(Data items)
═══
use crate::log_debug;
use colored::Colorize;
use std::fs;
use std::io::{self, Write};
use std::path::Path;
use tempfile::NamedTempFile;
use walkdir::WalkDir;

/// Recursively copies the directory tree at `source` into `destination`.
///
/// `destination` is created if missing. Directories are recreated, regular files copied and
/// symlinks are followed so the copy is self-contained.
///
/// # Arguments
/// * `source` - Directory to copy from
/// * `destination` - Directory to copy into
///
/// # Returns
/// * `io::Result<u64>` - Number of files copied
pub fn copy_dir_recursive(source: &Path, destination: &Path) -> io::Result<u64> {
    fs::create_dir_all(destination)?;
    let mut copied = 0;

    for entry in WalkDir::new(source).follow_links(true) {
        let entry = entry.map_err(io::Error::other)?;
        // `strip_prefix` cannot fail: every entry lives under `source`.
        let relative = entry
            .path()
            .strip_prefix(source)
            .map_err(io::Error::other)?;
        let target = destination.join(relative);

        if entry.file_type().is_dir() {
            fs::create_dir_all(&target)?;
        } else {
            if let Some(parent) = target.parent() {
                fs::create_dir_all(parent)?;
            }
            fs::copy(entry.path(), &target)?;
            copied += 1;
        }
    }

    log_debug!(
        "[Utils] Copied {} file(s) from {} to {}",
        copied,
        source.display().to_string().dimmed(),
        destination.display().to_string().cyan()
    );
    Ok(copied)
}

/// Replaces `path` with `contents` atomically.
///
/// The data is written to a temporary file in the same directory and renamed over the
/// target, so a crash mid-write leaves either the old or the new file, never a torn one.
pub fn write_atomic(path: &Path, contents: &[u8]) -> io::Result<()> {
    let dir = path
        .parent()
        .filter(|p| !p.as_os_str().is_empty())
        .unwrap_or_else(|| Path::new("."));
    fs::create_dir_all(dir)?;

    let mut temp = NamedTempFile::new_in(dir)?;
    temp.write_all(contents)?;
    temp.as_file().sync_all()?;
    temp.persist(path).map_err(|e| e.error)?;
    Ok(())
}

/// Removes a directory tree if it exists. Returns whether anything was removed.
pub fn remove_dir_if_exists(path: &Path) -> io::Result<bool> {
    if path.is_dir() {
        fs::remove_dir_all(path)?;
        return Ok(true);
    }
    Ok(false)
}
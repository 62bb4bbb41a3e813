// Data structures (schemas) for configuration, targets, detection results and run outcomes.

// `config.yaml` and the per-run settings derived from it.
pub mod config;
// Detected instances, profiles and installed-version states.
pub mod detection;
// Update units, plans, install and verification outcomes.
pub mod outcomes;
// Records of an editor profile's `extensions.json`.
pub mod registry_file;
// Static install target descriptors.
pub mod targets;
// Raw + normalized version descriptors.
pub mod versions;
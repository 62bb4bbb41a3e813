// This module acts as the central hub for the `installers` layer.
//
// Every `TargetKind` maps onto exactly one driver. The detector, resolver, installer and
// verifier only ever talk to a `&dyn TargetDriver`, so adding a new kind of install surface
// means adding a driver here rather than sprinkling kind checks across the engine.

use crate::libs::context::RunContext;
use crate::libs::errors::UpdateError;
use crate::libs::resolver::LatestSource;
use crate::schemas::config::UpdaterConfig;
use crate::schemas::detection::{InstalledVersion, ProfileState};
use crate::schemas::outcomes::{InstallOutcome, UpdateUnit};
use crate::schemas::targets::{InstallTarget, TargetKind};
use crate::schemas::versions::VersionInfo;
use std::path::Path;

/// Declares the `extension_host` module: VS Code-family editors, including profile fanout.
pub(crate) mod extension_host;

/// Declares the `npm` module: command-line tools installed globally through npm.
pub(crate) mod npm;

/// Kind-specific behavior behind detection, resolution and install.
pub trait TargetDriver: Send + Sync {
    /// Download URL of the installable artifact for `desired`, or `None` when installs fetch
    /// the package themselves.
    fn artifact_url(&self, config: &UpdaterConfig, desired: &VersionInfo) -> Option<String>;

    /// Where the latest published version of this kind's package is looked up.
    fn latest_source(&self, config: &UpdaterConfig) -> LatestSource;

    /// Installed version on one surface of a located target.
    ///
    /// `profile` narrows the lookup to one profile of a profile-aware target; `None` means
    /// the default surface.
    fn installed_version(
        &self,
        target: &InstallTarget,
        invocation: &str,
        profile: Option<&ProfileState>,
        ctx: &RunContext,
    ) -> Result<InstalledVersion, UpdateError>;

    /// Every pre-existing profile of a profile-aware target, default profile first.
    fn discover_profiles(
        &self,
        target: &InstallTarget,
        default_installed: &InstalledVersion,
        ctx: &RunContext,
    ) -> Vec<ProfileState>;

    /// Installs `desired` on `units`, which all belong to one target.
    ///
    /// Returns one outcome per unit: units on the default surface first, then fanout units.
    fn install(
        &self,
        units: &[UpdateUnit],
        desired: &VersionInfo,
        artifact: Option<&Path>,
        ctx: &RunContext,
    ) -> Vec<InstallOutcome>;
}

static EXTENSION_HOST: extension_host::ExtensionHostDriver = extension_host::ExtensionHostDriver;
static NPM: npm::NpmDriver = npm::NpmDriver;

/// The driver responsible for targets of `kind`.
pub fn driver_for(kind: TargetKind) -> &'static dyn TargetDriver {
    match kind {
        TargetKind::ExtensionHost => &EXTENSION_HOST,
        TargetKind::CliPackage => &NPM,
    }
}
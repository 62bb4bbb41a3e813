// This is the main module file for the `utilities` directory.
// It declares the small, dependency-free helpers shared by the engine.

// Directory copies, atomic file replacement and cleanup.
pub mod file_operations;
// `~` / `$VAR` expansion and the tool's home directory.
pub mod path_helpers;
// OS / architecture detection and marketplace platform identifiers.
pub mod platform;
═══
## WHAT TO PRODUCE:
For each line above that has the word "self", add one to a tally, and report the final tally alone.

## WRITTEN SOLUTION:
7